Однако, обращаясь к фактической истории мысли в античности, мы сразу же начинаем наблюдать, что этот абсолютный символизм отнюдь не сразу получил свою окончательную формулировку. Эту окончательную формулировку мы найдем только у Прокла, то есть только в середине V в. н.э. Плотин же, этот основатель неоплатонизма, действовал только еще в III в. н.э. Следовательно, для выработки окончательной неоплатонической методологии в толковании мифа понадобилось больше 200 лет. Попробуем разобраться в этой двухсотлетней мифологической интерпретации, даваемой неоплатониками, чтобы конкретно понять в проблеме мифологии историческую роль Прокла.

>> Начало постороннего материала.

// ============================================================================
// chronicle - build and query hierarchical memory from the command line
// ============================================================================
// Usage:
//   chronicle build --input msgs.json --output chunks.json   Build the chunk hierarchy
//   chronicle retrieve --chunks chunks.json --query "..."    Assemble context for a query
//   chronicle stats                                          Show chunk cache statistics
//   chronicle clear-cache [--dry-run]                        Empty the chunk cache
// ============================================================================

use anyhow::{Context, Result};
use chrono::{TimeZone, Utc};
use clap::{Parser, Subcommand};
use chronicle_core::context_tree::render_context_tree;
use chronicle_core::{
    ChronicleConfig, ChunkDb, EntityCard, Interaction, LlmCollaborator, MemoryBuilder,
    MemoryChunk, MultiStageRetriever, OfflineCollaborator, OpenAiCollaborator, PersonaCard,
    SituationCard,
};
use std::collections::BTreeMap;
use std::path::{Path, PathBuf};
use std::sync::Arc;
use tracing::{info, warn};

/// Hierarchical cross-channel memory tool
#[derive(Parser)]
#[command(name = "chronicle", version, about = "Build and query hierarchical cross-channel memory")]
struct Cli {
    /// Path to the chunk cache (default: ~/.chronicle/chunks.redb)
    #[arg(long, global = true)]
    cache_path: Option<PathBuf>,

    /// JSON config file; CHRONICLE_* environment variables still apply on top
    #[arg(long, global = true)]
    config: Option<PathBuf>,

    /// Use the deterministic offline collaborator instead of the HTTP API
    #[arg(long, global = true)]
    offline: bool,

    #[command(subcommand)]
    command: Commands,
}

#[derive(Subcommand)]
enum Commands {
    /// Summarize interactions into a chunk hierarchy
    Build {
        /// JSON array of interactions
        #[arg(long)]
        input: PathBuf,

        /// Where to write the JSON array of chunks
        #[arg(long)]
        output: PathBuf,

        /// Interactions per level-0 chunk
        #[arg(long)]
        chunk_size: Option<usize>,

        /// Chunks per group above level 0
        #[arg(long)]
        group_size: Option<usize>,
    },

    /// Select chunks for a query and print the assembled context
    Retrieve {
        /// JSON array of chunks produced by `build`
        #[arg(long)]
        chunks: PathBuf,

        #[arg(long)]
        query: String,

        /// Number of chunks to select
        #[arg(short, long, default_value = "5")]
        k: usize,

        /// Entity to focus on, as ID or ID=DESCRIPTION (repeatable)
        #[arg(long = "entity")]
        entities: Vec<String>,

        /// Persona summary text
        #[arg(long)]
        persona: Option<String>,

        /// Situation summary text
        #[arg(long)]
        situation: Option<String>,

        /// Also print the chunk tree
        #[arg(long)]
        tree: bool,
    },

    /// Show chunk cache statistics
    Stats,

    /// Delete every cached chunk
    ClearCache {
        /// Show what would be deleted without deleting
        #[arg(long)]
        dry_run: bool,
    },
}

fn format_timestamp(ts: i64) -> String {
    Utc.timestamp_opt(ts, 0)
        .single()
        .map(|dt| dt.format("%Y-%m-%d %H:%M:%S UTC").to_string())
        .unwrap_or_else(|| format!("(invalid: {})", ts))
}

fn parse_entity(raw: &str) -> EntityCard {
    match raw.split_once('=') {
        Some((id, description)) => EntityCard::new(id.trim(), id.trim(), description.trim()),
        None => EntityCard::new(raw.trim(), raw.trim(), ""),
    }
}

fn read_json<T: serde::de::DeserializeOwned>(path: &Path) -> Result<T> {
    let raw = std::fs::read_to_string(path)
        .with_context(|| format!("Failed to read {}", path.display()))?;
    serde_json::from_str(&raw).with_context(|| format!("Failed to parse {}", path.display()))
}

fn collaborator(config: &ChronicleConfig, offline: bool) -> Result<Arc<dyn LlmCollaborator>> {
    if offline {
        info!("Using offline collaborator");
        return Ok(Arc::new(OfflineCollaborator::new()));
    }
    let client = OpenAiCollaborator::from_settings(&config.llm)?;
    info!("Using {} at {}", client.chat_model(), client.base_url());
    Ok(Arc::new(client))
}

#[tokio::main]
async fn main() -> Result<()> {
    if let Err(e) = dotenvy::dotenv() {
        // A missing .env is normal
        if !e.not_found() {
            eprintln!("Warning: Could not load .env file: {}", e);
        }
    }

    tracing_subscriber::fmt()
        .with_env_filter(
            tracing_subscriber::EnvFilter::from_default_env()
                .add_directive("chronicle_core=info".parse()?),
        )
        .with_writer(std::io::stderr)
        .init();

    let cli = Cli::parse();
    let mut config = match cli.config.as_deref() {
        Some(path) => ChronicleConfig::load(path)?,
        None => ChronicleConfig::from_env()?,
    };
    if cli.cache_path.is_some() {
        config.cache_path = cli.cache_path.clone();
    }

    match cli.command {
        Commands::Build {
            input,
            output,
            chunk_size,
            group_size,
        } => {
            if let Some(n) = chunk_size {
                config.builder.chunk_size = n;
            }
            if let Some(n) = group_size {
                config.builder.group_size = n;
            }
            cmd_build(&config, cli.offline, &input, &output).await
        }
        Commands::Retrieve {
            chunks,
            query,
            k,
            entities,
            persona,
            situation,
            tree,
        } => {
            let request = RetrieveArgs {
                chunks,
                query,
                k,
                entities,
                persona,
                situation,
                tree,
            };
            cmd_retrieve(&config, cli.offline, request).await
        }
        Commands::Stats => cmd_stats(&open_cache(&config)?),
        Commands::ClearCache { dry_run } => cmd_clear_cache(&open_cache(&config)?, dry_run),
    }
}

fn open_cache(config: &ChronicleConfig) -> Result<ChunkDb> {
    ChunkDb::open(config.cache_path.as_deref())
}

async fn cmd_build(config: &ChronicleConfig, offline: bool, input: &Path, output: &Path) -> Result<()> {
    let interactions: Vec<Interaction> = read_json(input)?;
    let cache = Arc::new(open_cache(config)?);
    let llm = collaborator(config, offline)?;

    let builder = MemoryBuilder::from_config(llm, cache, &config.builder);
    let chunks = builder.build(&interactions).await?;

    let mut per_level: BTreeMap<u32, usize> = BTreeMap::new();
    for chunk in &chunks {
        *per_level.entry(chunk.level).or_default() += 1;
    }

    println!("=== Chronicle Build ===");
    println!("Interactions: {}", interactions.len());
    println!(
        "Chunk size:   {}  Group size: {}",
        config.builder.chunk_size, config.builder.group_size
    );
    for (level, count) in &per_level {
        println!("  level {:<3} {} chunks", level, count);
    }
    println!("Total:        {} chunks", chunks.len());

    std::fs::write(output, serde_json::to_string_pretty(&chunks)?)
        .with_context(|| format!("Failed to write {}", output.display()))?;
    println!("Wrote {}", output.display());
    Ok(())
}

struct RetrieveArgs {
    chunks: PathBuf,
    query: String,
    k: usize,
    entities: Vec<String>,
    persona: Option<String>,
    situation: Option<String>,
    tree: bool,
}

async fn cmd_retrieve(config: &ChronicleConfig, offline: bool, args: RetrieveArgs) -> Result<()> {
    let chunks: Vec<MemoryChunk> = read_json(&args.chunks)?;
    if chunks.is_empty() {
        warn!("{} holds no chunks", args.chunks.display());
    }

    let llm = collaborator(config, offline)?;
    let retriever = MultiStageRetriever::from_config(llm, config);

    let persona = args.persona.map(|text| PersonaCard::new("Persona", text));
    let situation = args.situation.map(|text| SituationCard::new("Situation", text));
    let entities: Vec<EntityCard> = args.entities.iter().map(|e| parse_entity(e)).collect();

    let retrieval = retriever
        .retrieve(
            &args.query,
            persona.as_ref(),
            &entities,
            situation.as_ref(),
            &chunks,
            args.k,
        )
        .await?;

    println!("{}", retrieval.context);

    if args.tree {
        println!("=== Selected chunks ===");
        print!("{}", render_context_tree(&retrieval.chunks));
        println!();
        println!("=== Full hierarchy ===");
        print!("{}", render_context_tree(&chunks));
    }
    Ok(())
}

fn cmd_stats(db: &ChunkDb) -> Result<()> {
    let stats = db.stats()?;

    println!("=== Chronicle Chunk Cache Stats ===");
    println!("Cache: {}", db.path().display());
    println!();
    println!("Chunks: {} total", stats.total_chunks);
    for (level, count) in &stats.level_counts {
        println!("  level {:<3} {}", level, count);
    }
    println!("Covered interactions: {}", stats.total_covered_interactions);

    if let Some(newest) = db.list_chunks()?.iter().map(|r| r.stored_at).max() {
        println!("Last write: {}", format_timestamp(newest));
    }
    Ok(())
}

fn cmd_clear_cache(db: &ChunkDb, dry_run: bool) -> Result<()> {
    if dry_run {
        println!("=== DRY RUN (no data will be deleted) ===\n");
        let records = db.list_chunks()?;
        println!("Would delete {} cached chunks:", records.len());
        for record in records.iter().take(20) {
            println!(
                "  {}  L{}  {}",
                &record.key[..12.min(record.key.len())],
                record.chunk.level,
                format_timestamp(record.stored_at)
            );
        }
        if records.len() > 20 {
            println!("  ... and {} more", records.len() - 20);
        }
        return Ok(());
    }

    let removed = db.clear()?;
    println!("Deleted {} cached chunks from {}", removed, db.path().display());
    Ok(())
}
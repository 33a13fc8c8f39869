//! ============================================================================
//! LLM Module - The language-model collaborator boundary
//! ============================================================================
//! Everything that needs a model goes through [`LlmCollaborator`]:
//! summarization and embedding during memory building, embedding and
//! relevance judgment during retrieval.
//!
//! ## Implementations
//! - [`OpenAiCollaborator`]: OpenAI-compatible HTTP API (chat + embeddings)
//! - [`OfflineCollaborator`]: deterministic, network-free, counts its calls
//! - [`crate::gate::GatedCollaborator`]: bounds in-flight calls of any of the above
//!
//! ## Usage
//! ```rust,ignore
//! use chronicle_core::llm::{LlmCollaborator, OpenAiCollaborator};
//!
//! let llm = OpenAiCollaborator::new_openai(api_key);
//! let summary = llm.summarize(&text, "Summarize this thread").await?;
//! let vector = llm.embed(&summary).await?;
//! ```
//! ============================================================================

mod offline;
mod openai;

pub use offline::{CallCounts, FailOn, OfflineCollaborator, OFFLINE_EMBEDDING_DIM};
pub use openai::{OpenAiCollaborator, DEFAULT_CHAT_MODEL, DEFAULT_EMBEDDING_MODEL};

use async_trait::async_trait;
use serde::{Deserialize, Serialize};
use std::collections::HashMap;
use std::sync::Arc;

use crate::types::Result;

/// A chunk offered to the model for a relevance verdict
#[derive(Debug, Clone, Serialize, Deserialize)]
pub struct RelevanceCandidate {
    pub id: String,
    pub summary: String,
}

/// External language-model operations. None of them are retried here.
#[async_trait]
pub trait LlmCollaborator: Send + Sync {
    /// Condense `text` following `instruction`
    async fn summarize(&self, text: &str, instruction: &str) -> Result<String>;

    /// Fixed-dimension embedding of `text`
    async fn embed(&self, text: &str) -> Result<Vec<f32>>;

    /// Verdict per candidate id; ids absent from the map were not judged relevant
    async fn judge_relevance(
        &self,
        query: &str,
        candidates: &[RelevanceCandidate],
    ) -> Result<HashMap<String, bool>>;

    async fn complete_chat(&self, system_prompt: &str, user_prompt: &str) -> Result<String>;
}

#[async_trait]
impl<T: LlmCollaborator + ?Sized> LlmCollaborator for Arc<T> {
    async fn summarize(&self, text: &str, instruction: &str) -> Result<String> {
        (**self).summarize(text, instruction).await
    }

    async fn embed(&self, text: &str) -> Result<Vec<f32>> {
        (**self).embed(text).await
    }

    async fn judge_relevance(
        &self,
        query: &str,
        candidates: &[RelevanceCandidate],
    ) -> Result<HashMap<String, bool>> {
        (**self).judge_relevance(query, candidates).await
    }

    async fn complete_chat(&self, system_prompt: &str, user_prompt: &str) -> Result<String> {
        (**self).complete_chat(system_prompt, user_prompt).await
    }
}
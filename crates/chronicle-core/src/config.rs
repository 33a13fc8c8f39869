//! ============================================================================
//! Configuration - tunables for building, indexing, and retrieval
//! ============================================================================
//! Defaults come from `Default`, an optional JSON file can override them,
//! and `CHRONICLE_*` environment variables are applied last.
//! ============================================================================

use serde::{Deserialize, Serialize};
use std::path::{Path, PathBuf};
use tracing::debug;

use crate::gate::DEFAULT_MAX_CONCURRENCY;
use crate::llm::{DEFAULT_CHAT_MODEL, DEFAULT_EMBEDDING_MODEL};
use crate::similarity::DEFAULT_HALF_LIFE_DAYS;
use crate::types::{ChronicleError, Result};

/// Top-level configuration
#[derive(Debug, Clone, Default, Serialize, Deserialize)]
pub struct ChronicleConfig {
    #[serde(default)]
    pub builder: BuilderConfig,

    #[serde(default)]
    pub index: IndexConfig,

    #[serde(default)]
    pub retriever: RetrieverConfig,

    #[serde(default)]
    pub llm: LlmSettings,

    /// Chunk cache location; `None` means the default under the home directory
    #[serde(default, skip_serializing_if = "Option::is_none")]
    pub cache_path: Option<PathBuf>,
}

#[derive(Debug, Clone, Serialize, Deserialize)]
pub struct BuilderConfig {
    /// Interactions per level-0 chunk
    #[serde(default = "default_chunk_size")]
    pub chunk_size: usize,

    /// Children per chunk above level 0
    #[serde(default = "default_group_size")]
    pub group_size: usize,

    /// Maximum in-flight summarize/embed calls
    #[serde(default = "default_max_concurrency")]
    pub max_concurrency: usize,
}

#[derive(Debug, Clone, Serialize, Deserialize)]
pub struct IndexConfig {
    /// Outgoing edges kept per node before symmetrization
    #[serde(default = "default_neighbor_count")]
    pub neighbor_count: usize,

    #[serde(default = "default_half_life")]
    pub half_life_days: f64,
}

#[derive(Debug, Clone, Serialize, Deserialize)]
pub struct RetrieverConfig {
    #[serde(default = "default_half_life")]
    pub half_life_days: f64,

    /// Ask the collaborator to judge relevance when there are more candidates than needed
    #[serde(default = "default_true")]
    pub use_llm_judge: bool,
}

#[derive(Debug, Clone, Serialize, Deserialize)]
pub struct LlmSettings {
    #[serde(default = "default_base_url")]
    pub base_url: String,

    #[serde(default = "default_chat_model")]
    pub chat_model: String,

    #[serde(default = "default_embedding_model")]
    pub embedding_model: String,

    /// Read from OPENAI_API_KEY; never written back out
    #[serde(default, skip_serializing)]
    pub api_key: Option<String>,
}

fn default_chunk_size() -> usize {
    12
}

fn default_group_size() -> usize {
    5
}

fn default_max_concurrency() -> usize {
    DEFAULT_MAX_CONCURRENCY
}

fn default_neighbor_count() -> usize {
    8
}

fn default_half_life() -> f64 {
    DEFAULT_HALF_LIFE_DAYS
}

fn default_true() -> bool {
    true
}

fn default_base_url() -> String {
    "https://api.openai.com/v1".into()
}

fn default_chat_model() -> String {
    DEFAULT_CHAT_MODEL.into()
}

fn default_embedding_model() -> String {
    DEFAULT_EMBEDDING_MODEL.into()
}

impl Default for BuilderConfig {
    fn default() -> Self {
        Self {
            chunk_size: default_chunk_size(),
            group_size: default_group_size(),
            max_concurrency: default_max_concurrency(),
        }
    }
}

impl Default for IndexConfig {
    fn default() -> Self {
        Self {
            neighbor_count: default_neighbor_count(),
            half_life_days: default_half_life(),
        }
    }
}

impl Default for RetrieverConfig {
    fn default() -> Self {
        Self {
            half_life_days: default_half_life(),
            use_llm_judge: true,
        }
    }
}

impl Default for LlmSettings {
    fn default() -> Self {
        Self {
            base_url: default_base_url(),
            chat_model: default_chat_model(),
            embedding_model: default_embedding_model(),
            api_key: None,
        }
    }
}

impl ChronicleConfig {
    /// Defaults with environment overrides applied
    pub fn from_env() -> Result<Self> {
        let mut config = Self::default();
        config.apply_env_with(|key| std::env::var(key).ok())?;
        Ok(config)
    }

    /// Read a JSON config file, then apply environment overrides
    pub fn load(path: &Path) -> Result<Self> {
        let raw = std::fs::read_to_string(path).map_err(|e| {
            ChronicleError::Config(format!("Failed to read config {}: {}", path.display(), e))
        })?;
        let mut config: Self = serde_json::from_str(&raw).map_err(|e| {
            ChronicleError::Config(format!("Failed to parse config {}: {}", path.display(), e))
        })?;
        config.apply_env_with(|key| std::env::var(key).ok())?;
        Ok(config)
    }

    /// Apply overrides from `lookup` (the process environment in production)
    pub fn apply_env_with<F>(&mut self, lookup: F) -> Result<()>
    where
        F: Fn(&str) -> Option<String>,
    {
        if let Some(v) = lookup("CHRONICLE_CHUNK_SIZE") {
            self.builder.chunk_size = parse_var("CHRONICLE_CHUNK_SIZE", &v)?;
        }
        if let Some(v) = lookup("CHRONICLE_GROUP_SIZE") {
            self.builder.group_size = parse_var("CHRONICLE_GROUP_SIZE", &v)?;
        }
        if let Some(v) = lookup("CHRONICLE_MAX_CONCURRENCY") {
            self.builder.max_concurrency = parse_var("CHRONICLE_MAX_CONCURRENCY", &v)?;
        }
        if let Some(v) = lookup("CHRONICLE_NEIGHBOR_COUNT") {
            self.index.neighbor_count = parse_var("CHRONICLE_NEIGHBOR_COUNT", &v)?;
        }
        if let Some(v) = lookup("CHRONICLE_HALF_LIFE_DAYS") {
            let half_life: f64 = parse_var("CHRONICLE_HALF_LIFE_DAYS", &v)?;
            if !(half_life > 0.0) {
                return Err(ChronicleError::Config(format!(
                    "CHRONICLE_HALF_LIFE_DAYS must be positive, got {}",
                    v
                )));
            }
            self.index.half_life_days = half_life;
            self.retriever.half_life_days = half_life;
        }
        if let Some(v) = lookup("CHRONICLE_LLM_BASE_URL") {
            self.llm.base_url = v;
        }
        if let Some(v) = lookup("CHRONICLE_CHAT_MODEL") {
            self.llm.chat_model = v;
        }
        if let Some(v) = lookup("CHRONICLE_EMBEDDING_MODEL") {
            self.llm.embedding_model = v;
        }
        if let Some(v) = lookup("CHRONICLE_CACHE_PATH") {
            self.cache_path = Some(PathBuf::from(v));
        }
        if let Some(v) = lookup("OPENAI_API_KEY").filter(|k| !k.is_empty()) {
            self.llm.api_key = Some(v);
        }

        debug!(
            "Config: chunk_size={} group_size={} concurrency={} neighbors={}",
            self.builder.chunk_size,
            self.builder.group_size,
            self.builder.max_concurrency,
            self.index.neighbor_count
        );
        Ok(())
    }
}

fn parse_var<T: std::str::FromStr>(name: &str, value: &str) -> Result<T> {
    value
        .trim()
        .parse()
        .map_err(|_| ChronicleError::Config(format!("Invalid value for {}: '{}'", name, value)))
}
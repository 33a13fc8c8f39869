//! Parent/child view over a flat chunk list, rendered as an indented tree.
//!
//! A chunk's parent is the lowest-level chunk whose covered interactions
//! strictly contain its own.

use std::cmp::Ordering;
use std::collections::HashSet;

use crate::memory::MemoryChunk;

const PREVIEW_WORDS: usize = 12;

/// Parent position for each chunk, `None` for roots
pub fn infer_parents(chunks: &[MemoryChunk]) -> Vec<Option<usize>> {
    let id_sets: Vec<HashSet<&str>> = chunks.iter().map(MemoryChunk::source_id_set).collect();

    (0..chunks.len())
        .map(|child| {
            (0..chunks.len())
                .filter(|&candidate| {
                    candidate != child
                        && id_sets[candidate].len() > id_sets[child].len()
                        && id_sets[child].is_subset(&id_sets[candidate])
                })
                .min_by(|&a, &b| level_then_id(&chunks[a], &chunks[b]))
        })
        .collect()
}

fn level_then_id(a: &MemoryChunk, b: &MemoryChunk) -> Ordering {
    a.level.cmp(&b.level).then_with(|| a.id.cmp(&b.id))
}

/// ASCII tree of `chunks`, highest levels first
pub fn render_context_tree(chunks: &[MemoryChunk]) -> String {
    if chunks.is_empty() {
        return "(empty)\n".to_string();
    }

    let parents = infer_parents(chunks);
    let mut children: Vec<Vec<usize>> = vec![Vec::new(); chunks.len()];
    let mut roots = Vec::new();
    for (node, parent) in parents.iter().enumerate() {
        match parent {
            Some(p) => children[*p].push(node),
            None => roots.push(node),
        }
    }

    roots.sort_by(|&a, &b| {
        chunks[b]
            .level
            .cmp(&chunks[a].level)
            .then_with(|| chunks[a].id.cmp(&chunks[b].id))
    });
    for list in &mut children {
        list.sort_by(|&a, &b| level_then_id(&chunks[a], &chunks[b]));
    }

    let mut out = String::new();
    for &root in &roots {
        out.push_str(&describe(&chunks[root]));
        out.push('\n');
        render_children(chunks, &children, root, "", &mut out);
    }
    out
}

fn render_children(
    chunks: &[MemoryChunk],
    children: &[Vec<usize>],
    node: usize,
    prefix: &str,
    out: &mut String,
) {
    let list = &children[node];
    for (i, &child) in list.iter().enumerate() {
        let last = i + 1 == list.len();
        out.push_str(prefix);
        out.push_str(if last { "└── " } else { "├── " });
        out.push_str(&describe(&chunks[child]));
        out.push('\n');

        let deeper = format!("{}{}", prefix, if last { "    " } else { "│   " });
        render_children(chunks, children, child, &deeper, out);
    }
}

fn describe(chunk: &MemoryChunk) -> String {
    format!(
        "[L{}] {} ({} interactions) {}",
        chunk.level,
        chunk.id,
        chunk.coverage(),
        preview(&chunk.summary_text)
    )
}

fn preview(text: &str) -> String {
    let words: Vec<&str> = text.split_whitespace().collect();
    if words.len() > PREVIEW_WORDS {
        format!("{}…", words[..PREVIEW_WORDS].join(" "))
    } else {
        words.join(" ")
    }
}

#[cfg(test)]
mod tests {
    use super::*;

    fn chunk(id: &str, level: u32, sources: &[&str], summary: &str) -> MemoryChunk {
        MemoryChunk {
            id: id.to_string(),
            level,
            summary_text: summary.to_string(),
            embedding: vec![1.0],
            source_interaction_ids: sources.iter().map(|s| s.to_string()).collect(),
            participants: Vec::new(),
            source_kinds: Vec::new(),
            latest_timestamp: None,
        }
    }

    fn sample() -> Vec<MemoryChunk> {
        vec![
            chunk("a", 0, &["1", "2"], "first pair"),
            chunk("b", 0, &["3", "4"], "second pair"),
            chunk("c", 0, &["5"], "lonely"),
            chunk("p", 1, &["1", "2", "3", "4"], "both pairs"),
            chunk("r", 2, &["1", "2", "3", "4", "5"], "everything"),
        ]
    }

    #[test]
    fn test_parent_is_lowest_strict_superset() {
        let parents = infer_parents(&sample());
        assert_eq!(parents, vec![Some(3), Some(3), Some(4), Some(4), None]);
    }

    #[test]
    fn test_equal_sets_are_not_parents() {
        let chunks = vec![
            chunk("x", 0, &["1"], "leaf"),
            chunk("y", 1, &["1"], "same coverage"),
        ];
        assert_eq!(infer_parents(&chunks), vec![None, None]);
    }

    #[test]
    fn test_parent_ties_go_to_smaller_id() {
        let chunks = vec![
            chunk("leaf", 0, &["1"], "leaf"),
            chunk("zeta", 1, &["1", "2"], "z"),
            chunk("alpha", 1, &["1", "3"], "a"),
        ];
        assert_eq!(infer_parents(&chunks)[0], Some(2));
    }

    #[test]
    fn test_render_tree() {
        let rendered = render_context_tree(&sample());
        let expected = "\
[L2] r (5 interactions) everything
├── [L0] c (1 interactions) lonely
└── [L1] p (4 interactions) both pairs
    ├── [L0] a (2 interactions) first pair
    └── [L0] b (2 interactions) second pair
";
        assert_eq!(rendered, expected);
    }

    #[test]
    fn test_preview_truncates_long_summaries() {
        let long = "one two three four five six seven eight nine ten eleven twelve thirteen";
        assert_eq!(
            preview(long),
            "one two three four five six seven eight nine ten eleven twelve…"
        );
        assert_eq!(preview("short  text"), "short text");
        assert_eq!(render_context_tree(&[]), "(empty)\n");
    }
}
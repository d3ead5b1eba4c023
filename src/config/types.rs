//! Configuration types for artifact-sync.
//!
//! This module defines the structures used to represent application configuration
//! as parsed from an INI-format config file.

/// [sync] section - what gets uploaded and where the audit log goes.
#[derive(Debug, Clone, PartialEq, Eq)]
pub struct SyncSettings {
    /// Object key the upload log is written to, relative to the bucket root.
    pub log_object_key: String,
    /// File extensions that are never uploaded, as written in the config.
    /// A missing leading dot is added when the filter is built.
    pub excluded_extensions: Vec<String>,
    /// Whether notebook outputs are cleared before uploading.
    pub clear_notebooks: bool,
}

/// [s3] section - S3 connection settings.
#[derive(Debug, Clone, Default, PartialEq, Eq)]
pub struct S3Settings {
    pub endpoint_url: Option<String>,
    pub region: Option<String>,
}

/// Complete application configuration as parsed from config file.
#[derive(Debug, Clone, PartialEq, Eq)]
pub struct Config {
    pub sync: SyncSettings,
    pub s3: S3Settings,
}
//! Read-only views of a directory tree.
//!
//! A [`FileTree`] lists directories and opens files. [`walk`] turns any tree
//! into a lazy depth-first stream of regular files, so the same walk runs
//! over the local filesystem ([`FsFileTree`]) and over an in-memory fake
//! ([`MemoryFileTree`]).

mod extension_filter;
mod fs_file_tree;
mod memory_file_tree;
mod walk;

pub use extension_filter::{ExtensionFilter, file_suffix};
pub use fs_file_tree::FsFileTree;
pub use memory_file_tree::{MemoryFileTree, MemoryFileTreeBuilder, MemoryFsEntry};
pub use walk::{WalkEntries, WalkEntry, walk};

use async_trait::async_trait;
use std::ffi::OsString;
use std::path::{Path, PathBuf};
use std::pin::Pin;
use tokio::io::AsyncRead;

/// Result type for file tree operations.
pub type Result<T> = std::result::Result<T, Error>;

/// Errors that can occur while reading a file tree.
#[derive(Debug, thiserror::Error)]
pub enum Error {
    #[error("I/O error: {0}")]
    Io(#[from] std::io::Error),

    #[error("Path not found: {0}")]
    NotFound(String),

    #[error("Path is not a file: {0}")]
    NotAFile(String),

    #[error("Path is not a directory: {0}")]
    NotADirectory(String),
}

// =============================================================================
// Entry Types
// =============================================================================

/// What a directory entry refers to.
#[derive(Debug, Clone, Copy, PartialEq, Eq)]
pub enum EntryKind {
    /// A regular file (or a link resolving to one).
    File,
    /// A directory the walk descends into.
    Directory,
    /// Anything else: sockets, links to directories, dangling links.
    Other,
}

/// A single entry returned by [`FileTree::read_dir`].
#[derive(Debug, Clone, PartialEq, Eq)]
pub struct TreeEntry {
    /// Base name of the entry, exactly as the tree reports it.
    pub name: OsString,
    pub kind: EntryKind,
}

impl TreeEntry {
    pub fn file(name: impl Into<OsString>) -> Self {
        Self {
            name: name.into(),
            kind: EntryKind::File,
        }
    }

    pub fn dir(name: impl Into<OsString>) -> Self {
        Self {
            name: name.into(),
            kind: EntryKind::Directory,
        }
    }
}

/// Async reader over a file's bytes.
pub type FileReader = Pin<Box<dyn AsyncRead + Send>>;

// =============================================================================
// FileTree Trait
// =============================================================================

/// A hierarchy of directories and files that can be listed and read.
#[async_trait]
pub trait FileTree: Send + Sync {
    /// List the entries of a directory, in no particular order.
    ///
    /// Returns an error if the path does not exist or is not a directory.
    async fn read_dir(&self, path: &Path) -> Result<Vec<TreeEntry>>;

    /// Open a file for streaming reads.
    ///
    /// Returns an error if the path does not exist or is not a file.
    async fn open(&self, path: &Path) -> Result<FileReader>;

    /// The on-disk location of `path`, for trees backed by the local
    /// filesystem. Stores can then upload the file without buffering it.
    fn local_path(&self, _path: &Path) -> Option<PathBuf> {
        None
    }
}
//! Utility modules for artifact-sync.

pub mod content_hash;

pub use content_hash::{HASH_CHUNK_SIZE, hash_file, hash_reader};
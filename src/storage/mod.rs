//! Object storage backends.
//!
//! [`ObjectStore`] is the narrow set of bucket operations the sync client
//! needs. [`S3ObjectStore`] talks to S3 or an S3-compatible endpoint;
//! [`MemoryObjectStore`] keeps objects in memory for tests.

mod memory_object_store;
mod object_store;
mod s3_object_store;

pub use memory_object_store::{MemoryObjectStore, PutRecord};
pub use object_store::{ObjectPage, ObjectStore, Result, StorageError, list_all_keys};
pub use s3_object_store::{S3ObjectStore, S3ObjectStoreConfig};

д) Приступая к формулировкам неоплатонических типов толкования мифов, необходимо сказать, что нас ждут здесь трудности. Дело в том, что эти неоплатонические материалы и небывало обширны, требуя от нас знакомства с целыми сотнями и тысячами страниц, и мало изучены, а главное, часто излагаются под искажающим давлением старинных и с трудом преодолеваемых предрассудков. Но и при самом внимательном изучении этого обширного материала приходится сталкиваться с невероятным переплетением разных точек зрения у отдельных неоплатоников. Одни рассматривают свою мифологическую позицию очень кратко, другие – очень подробно. Одни пользуются только мифологическими примерами; другие же излагают свой предмет систематически, так что для примеров отводится у них только второстепенное место. Одни понимают миф как самостоятельную конструкцию, другие говорят больше о регулятивных функциях мифа. Одних интересует описательная логика мифа, других – его патетическое изображение, третьих – категориальная конструкция мифа, и тоже с самой разнообразной трактовкой в смысле его детализации. Часто особенно большим коварством отличаются отдельные мифологические имена, которые иной раз указывают на совмещение весьма не похожих одно на другое философско-мифологических толкований. Правда, самым основным, самым необходимым и самым оригинальным неоплатоническим подходом к толкованию мифов надо считать то, что выше мы назвали абсолютным, или субстанциальным, символизмом. Это – главное. Все остальное в неоплатонических толкованиях мифологии было только разновидностью этого основного субстанциального символизма. А что эти разновидности часто между собой переплетались у того или другого неоплатоника, это в логическом отношении, в конце концов, не очень страшно, хотя и создает известные трудности для изложения.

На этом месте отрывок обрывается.